To demonstrate this, we first generate mock data corresponding to $F(s)$ and will then try to find (our secretly known) $f(t)$.
In [6]:
epsilon = 0.01 # 1 percent noise
s_data = np.linspace(0, 10, 101)
F_data = laplace_model(s=s_data).F
F_sigma = epsilon * F_data
np.random.seed(2)
F_data = np.random.normal(F_data, F_sigma)
plt.errorbar(s_data, F_data, yerr=F_sigma, fmt='none', label=r'$\mathcal{L}[f] = F(s)$')
plt.xlabel(r'$s_i$')
plt.ylabel(r'$F(s_i)$')
plt.xlim(0, None)
plt.legend()
Out[6]:
We will now invert this data, using the procedure outlined in \cite{}.
In [7]:
N_s = symbols('N_s', integer=True) # Number of s_i points
M = MatrixSymbol('M', N_s, N_s)
W = MatrixSymbol('W', N_s, N_s)
Fs = MatrixSymbol('Fs', N_s, 1)
c = MatrixSymbol('c', N_s, 1)
d = MatrixSymbol('d', 1, 1)
I = MatrixSymbol('I', N_s, N_s)
a, = parameters('a')
model_dict = {
W: Inverse(I + M / a**2),
c: - W * Fs,
d: sqrt(c.T * c),
}
tikhonov_model = CallableModel(model_dict)
print(tikhonov_model)
A CallableModel
is needed because derivatives of matrix expressions sometimes cause problems.
Build required matrices, ignore s=0 because it causes a singularity.
In [8]:
I_mat = np.eye(len(s_data[1:]))
s_i, s_j = np.meshgrid(s_data[1:], s_data[1:])
M_mat = 1 / (s_i + s_j)
delta = np.atleast_2d(np.linalg.norm(F_sigma))
print('d', delta)
Perform the fit
In [10]:
model_data = {
I.name: I_mat,
M.name: M_mat,
Fs.name: F_data[1:],
}
all_data = dict(**model_data, **{d.name: delta})
In [22]:
fit = Fit(tikhonov_model, **all_data)
fit_result = fit.execute()
print(fit_result)
Check the quality of the reconstruction
In [23]:
ans = tikhonov_model(**model_data, **fit_result.params)
F_re = - M_mat.dot(ans.c) / fit_result.value(a)**2
print(ans.c.shape, F_re.shape)
plt.errorbar(s_data, F_data, yerr=F_sigma, label=r'$F(s)$', fmt='none')

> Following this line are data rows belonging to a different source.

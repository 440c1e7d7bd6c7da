//! # Design
//!
//! - Provide structured, constant-message errors for the synchronisation pipeline.
//! - Capture operation context (urls, paths, sections) to make failures reproducible in tests.
//! - Preserve source errors; `reason` renders the context for log lines and reports.

use std::error::Error as _;
use std::io;
use std::path::PathBuf;

use thiserror::Error;

use crate::formats::FormatId;

/// Result type for synchronisation operations.
pub type SyncResult<T> = Result<T, SyncError>;

/// Errors produced by the synchronisation engine.
#[derive(Debug, Error)]
pub enum SyncError {
    /// Transport-level failure while talking to the remote service.
    #[error("network request failed")]
    Network {
        /// Operation that issued the request.
        operation: &'static str,
        /// URL that was requested.
        url: String,
        /// Underlying HTTP client error.
        source: reqwest::Error,
    },
    /// The remote service answered with a non-success status.
    #[error("remote service reported a failure status")]
    Service {
        /// Operation that issued the request.
        operation: &'static str,
        /// URL that was requested.
        url: String,
        /// HTTP status code returned by the service.
        status: u16,
    },
    /// The remote service answered with a body that is not valid JSON.
    #[error("remote service returned a malformed response")]
    MalformedResponse {
        /// Operation that issued the request.
        operation: &'static str,
        /// URL that was requested.
        url: String,
        /// Underlying JSON error.
        source: serde_json::Error,
    },
    /// The response was well-formed but lacked required metadata.
    #[error("flight plan metadata is incomplete")]
    IncompleteData {
        /// Top-level section that was missing or empty.
        section: &'static str,
        /// Field inside the section when the section itself was present.
        field: Option<&'static str>,
    },
    /// A metadata field held a value that cannot be used locally.
    #[error("flight plan metadata contains an invalid value")]
    InvalidData {
        /// Top-level section holding the field.
        section: &'static str,
        /// Offending field.
        field: &'static str,
        /// Value received from the service.
        value: String,
    },
    /// A local directory could not be listed.
    #[error("directory could not be read")]
    DirectoryUnreadable {
        /// Operation that listed the directory.
        operation: &'static str,
        /// Directory path.
        path: PathBuf,
        /// Underlying IO error.
        source: io::Error,
    },
    /// A local file or directory could not be created or written.
    #[error("filesystem operation failed")]
    Io {
        /// Operation that triggered the IO failure.
        operation: &'static str,
        /// Path involved in the IO failure.
        path: PathBuf,
        /// Underlying IO error.
        source: io::Error,
    },
    /// No target directory is configured for an enabled format.
    #[error("no target directory configured")]
    MissingDirectory {
        /// Format lacking a directory.
        format: FormatId,
    },
    /// Caller-supplied input failed validation.
    #[error("invalid request")]
    InvalidRequest {
        /// Field that failed validation.
        field: &'static str,
        /// Static reason for the failure.
        reason: &'static str,
        /// Offending value when available.
        value: Option<String>,
    },
    /// The run was started without any enabled format.
    #[error("no formats enabled")]
    NoFormatsEnabled,
}

impl SyncError {
    pub(crate) fn network(
        operation: &'static str,
        url: impl Into<String>,
        source: reqwest::Error,
    ) -> Self {
        Self::Network {
            operation,
            url: url.into(),
            source,
        }
    }

    pub(crate) fn io(operation: &'static str, path: impl Into<PathBuf>, source: io::Error) -> Self {
        Self::Io {
            operation,
            path: path.into(),
            source,
        }
    }

    pub(crate) fn directory_unreadable(
        operation: &'static str,
        path: impl Into<PathBuf>,
        source: io::Error,
    ) -> Self {
        Self::DirectoryUnreadable {
            operation,
            path: path.into(),
            source,
        }
    }

    pub(crate) const fn incomplete(section: &'static str, field: Option<&'static str>) -> Self {
        Self::IncompleteData { section, field }
    }

    pub(crate) fn invalid_data(
        section: &'static str,
        field: &'static str,
        value: impl Into<String>,
    ) -> Self {
        Self::InvalidData {
            section,
            field,
            value: value.into(),
        }
    }

    pub(crate) const fn invalid(
        field: &'static str,
        reason: &'static str,
        value: Option<String>,
    ) -> Self {
        Self::InvalidRequest {
            field,
            reason,
            value,
        }
    }

    /// Human-readable description including context fields and the source chain.
    #[must_use]
    pub fn reason(&self) -> String {
        let context = match self {
            Self::Network { url, .. } | Self::MalformedResponse { url, .. } => url.clone(),
            Self::Service { url, status, .. } => format!("status {status} from {url}"),
            Self::IncompleteData { section, field } => field.map_or_else(
                || format!("missing section '{section}'"),
                |field| format!("missing field '{section}.{field}'"),
            ),
            Self::InvalidData {
                section,
                field,
                value,
            } => format!("'{section}.{field}' is '{value}'"),
            Self::DirectoryUnreadable { path, .. } | Self::Io { path, .. } => {
                path.display().to_string()
            }
            Self::MissingDirectory { format } => format.to_string(),
            Self::InvalidRequest {
                field,
                reason,
                value,
            } => value.as_ref().map_or_else(
                || format!("{field} {reason}"),
                |value| format!("{field} {reason} (got '{value}')"),
            ),
            Self::NoFormatsEnabled => String::from("enable at least one format"),
        };

        let mut rendered = format!("{self} ({context})");
        let mut source = self.source();
        while let Some(err) = source {
            rendered.push_str(": ");
            rendered.push_str(&err.to_string());
            source = err.source();
        }
        rendered
    }
}

#[cfg(test)]
mod tests {
    use super::*;
    use std::error::Error;

    #[test]
    fn io_helpers_preserve_sources() {
        let err = SyncError::io("write_file", "/tmp/plan.pdf", io::Error::other("disk full"));
        assert!(matches!(err, SyncError::Io { .. }));
        assert!(err.source().is_some());

        let err = SyncError::directory_unreadable("list_directory", "/nope", io::Error::other("x"));
        assert!(matches!(err, SyncError::DirectoryUnreadable { .. }));
        assert!(err.source().is_some());
    }

    #[test]
    fn reason_renders_context_and_source_chain() {
        let err = SyncError::io("write_file", "/tmp/plan.pdf", io::Error::other("disk full"));
        let reason = err.reason();
        assert!(reason.starts_with("filesystem operation failed"));
        assert!(reason.contains("/tmp/plan.pdf"));
        assert!(reason.ends_with("disk full"));
    }

    #[test]
    fn reason_names_missing_sections_and_fields() {
        assert!(
            SyncError::incomplete("aircraft", None)
                .reason()
                .contains("missing section 'aircraft'")
        );
        assert!(
            SyncError::incomplete("origin", Some("icao_code"))
                .reason()
                .contains("missing field 'origin.icao_code'")
        );
    }

    #[test]
    fn invalid_data_reason_names_field_and_value() {
        let err = SyncError::invalid_data("origin", "icao_code", "../x");
        assert_eq!(
            err.reason(),
            "flight plan metadata contains an invalid value ('origin.icao_code' is '../x')"
        );
    }

    #[test]
    fn service_reason_includes_status() {
        let err = SyncError::Service {
            operation: "fetch_metadata",
            url: "http://localhost/api".into(),
            status: 503,
        };
        assert!(err.reason().contains("status 503"));
    }

    #[test]
    fn invalid_request_reason_includes_value() {
        let err = SyncError::invalid("user_id", "must not be empty", Some("  ".into()));
        assert_eq!(
            err.reason(),
            "invalid request (user_id must not be empty (got '  '))"
        );
    }
}
//! Typed settings document.
//!
//! # Design
//! - Every key is optional on read; missing keys take defaults.
//! - A stored route snapshot that does not match the current shape is treated
//!   as absent, so the next run records a fresh one.

use std::collections::{BTreeMap, BTreeSet};
use std::time::Duration;

use plansync_core::defaults;
use plansync_core::{Endpoints, FlightMetadata, FormatId, RetentionPolicy, SyncRequest};
use serde::{Deserialize, Deserializer, Serialize};
use serde_json::Value;

/// Persisted user settings.
#[derive(Debug, Clone, PartialEq, Eq, Serialize, Deserialize)]
#[serde(default)]
pub struct Settings {
    /// Planning service user identifier.
    pub username: String,
    /// Enabled output formats.
    pub formats: BTreeSet<FormatId>,
    /// Target directory per format.
    pub directories: BTreeMap<FormatId, String>,
    /// Age in days after which `clean` deletes artifacts.
    pub retention_days: u64,
    /// Metadata fetcher endpoint.
    pub metadata_url: String,
    /// Prefix of artifact download URLs.
    pub artifact_base_url: String,
    /// HTTP timeout applied to every request.
    pub http_timeout_secs: u64,
    /// Route snapshot recorded by the last run that saw a new route.
    #[serde(
        deserialize_with = "lenient_snapshot",
        skip_serializing_if = "Option::is_none"
    )]
    pub last_flight_info: Option<FlightMetadata>,
}

impl Default for Settings {
    fn default() -> Self {
        Self {
            username: String::new(),
            formats: BTreeSet::new(),
            directories: BTreeMap::new(),
            retention_days: defaults::RETENTION_DAYS,
            metadata_url: defaults::METADATA_URL.to_string(),
            artifact_base_url: defaults::ARTIFACT_BASE_URL.to_string(),
            http_timeout_secs: defaults::HTTP_TIMEOUT_SECS,
            last_flight_info: None,
        }
    }
}

impl Settings {
    /// Remote endpoints for the synchronisation engine.
    #[must_use]
    pub fn endpoints(&self) -> Endpoints {
        Endpoints {
            metadata_url: self.metadata_url.clone(),
            artifact_base_url: self.artifact_base_url.clone(),
        }
    }

    /// HTTP timeout as a [`Duration`].
    #[must_use]
    pub const fn http_timeout(&self) -> Duration {
        Duration::from_secs(self.http_timeout_secs)
    }

    /// Synchronisation request built from the stored selection.
    #[must_use]
    pub fn sync_request(&self) -> SyncRequest {
        SyncRequest {
            user_id: self.username.trim().to_string(),
            formats: self.formats.clone(),
            directories: self.directories.clone(),
        }
    }

    /// Retention policy covering every configured directory, enabled or not.
    #[must_use]
    pub fn retention_policy(&self, days: u64) -> RetentionPolicy {
        RetentionPolicy::days(
            days,
            self.directories
                .values()
                .map(|dir| dir.trim())
                .filter(|dir| !dir.is_empty()),
        )
    }
}

fn lenient_snapshot<'de, D>(deserializer: D) -> Result<Option<FlightMetadata>, D::Error>
where
    D: Deserializer<'de>,
{
    let value = Option::<Value>::deserialize(deserializer)?;
    Ok(value.and_then(|value| serde_json::from_value(value).ok()))
}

plt.plot(s_data[1:], F_re, label=r'$F_{re}(s)$')
plt.xlabel(r'$x$')
plt.xlabel(r'$F(s)$')
plt.xlim(0, None)
plt.legend()
Out[23]:
Reconstruct $f(t)$ and compare with the known original.
In [25]:
t_data = np.linspace(0, 10, 101)
f_data = model(t=t_data).f
f_re_func = lambda x: - np.exp(- x * s_data[1:]).dot(ans.c) / fit_result.value(a)**2
f_re = [f_re_func(t_i) for t_i in t_data]
plt.axhline(0, color='black')
plt.axvline(0, color='black')
plt.plot(t_data, f_data, label=r'$f(t)$')
plt.plot(t_data, f_re, label=r'$f_{re}(t)$')
plt.xlabel(r'$t$')
plt.xlabel(r'$f(t)$')
plt.legend()
Out[25]:
Not bad, for an ill-defined problem.